Robert William Straub was born on May 6, 1920, in San Francisco. His parents were Thomas J. and Mary Tulley Straub, staunch Republicans. During World War II, he served in the Army's Quartermaster Corps. Straub earned a bachelor of arts degree from Dartmouth College in 1943, and then a masters of business administration from the school in 1947.
Between degrees he married Pat, and they had three sons and three daughters. In 1946, the family moved to Springfield, Oregon, with Straub working at the new Weyerhauser facility there. At Weyerhauser he worked with former classmate and later Speaker of the Oregon House of Representatives Richard Eymann. Straub also established a construction firm.

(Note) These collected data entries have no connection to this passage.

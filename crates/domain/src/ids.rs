use std::fmt;
use std::str::FromStr;

use serde::{Deserialize, Serialize};

use crate::error::DomainError;

/// Identifiers allocated by storage as "one greater than the current maximum".
pub trait SequentialId: Copy + Ord {
    /// The identifier handed out when nothing has been stored yet.
    fn first() -> Self;

    /// The identifier directly after this one.
    fn next(self) -> Self;
}

macro_rules! define_id {
    ($name:ident, $label:literal) => {
        #[derive(Debug, Clone, Copy, PartialEq, Eq, PartialOrd, Ord, Hash, Serialize, Deserialize)]
        #[serde(transparent)]
        pub struct $name(i64);

        impl $name {
            pub const fn new(raw: i64) -> Self {
                Self(raw)
            }

            pub const fn get(self) -> i64 {
                self.0
            }
        }

        impl SequentialId for $name {
            fn first() -> Self {
                Self(1)
            }

            fn next(self) -> Self {
                Self(self.0 + 1)
            }
        }

        impl fmt::Display for $name {
            fn fmt(&self, f: &mut fmt::Formatter<'_>) -> fmt::Result {
                write!(f, "{}", self.0)
            }
        }

        impl From<i64> for $name {
            fn from(value: i64) -> Self {
                Self(value)
            }
        }

        impl From<$name> for i64 {
            fn from(value: $name) -> Self {
                value.0
            }
        }

        impl FromStr for $name {
            type Err = DomainError;

            fn from_str(s: &str) -> Result<Self, Self::Err> {
                s.trim()
                    .parse::<i64>()
                    .map(Self)
                    .map_err(|_| DomainError::invalid_id(format!("{} id '{}'", $label, s)))
            }
        }
    };
}

// Catalog entities
define_id!(FilmId, "Film");
define_id!(UserId, "User");

// Reference data
define_id!(GenreId, "Genre");
define_id!(MpaId, "Mpa");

He became independently wealthy by investing on the stock market, in real estate development, and trading in timber.
He worked at his construction firm until beginning his political career when he was elected to the Lane County Board of Commissioners in 1954. Straub served on the commission from 1955 to 1959. He represented Lane County in the Oregon State Senate from 1959 to 1963. During his time in the senate, Straub established his reputation as an advocate for natural resource management and conservation. He was one of the state's first leaders to voice concern about air and water pollution.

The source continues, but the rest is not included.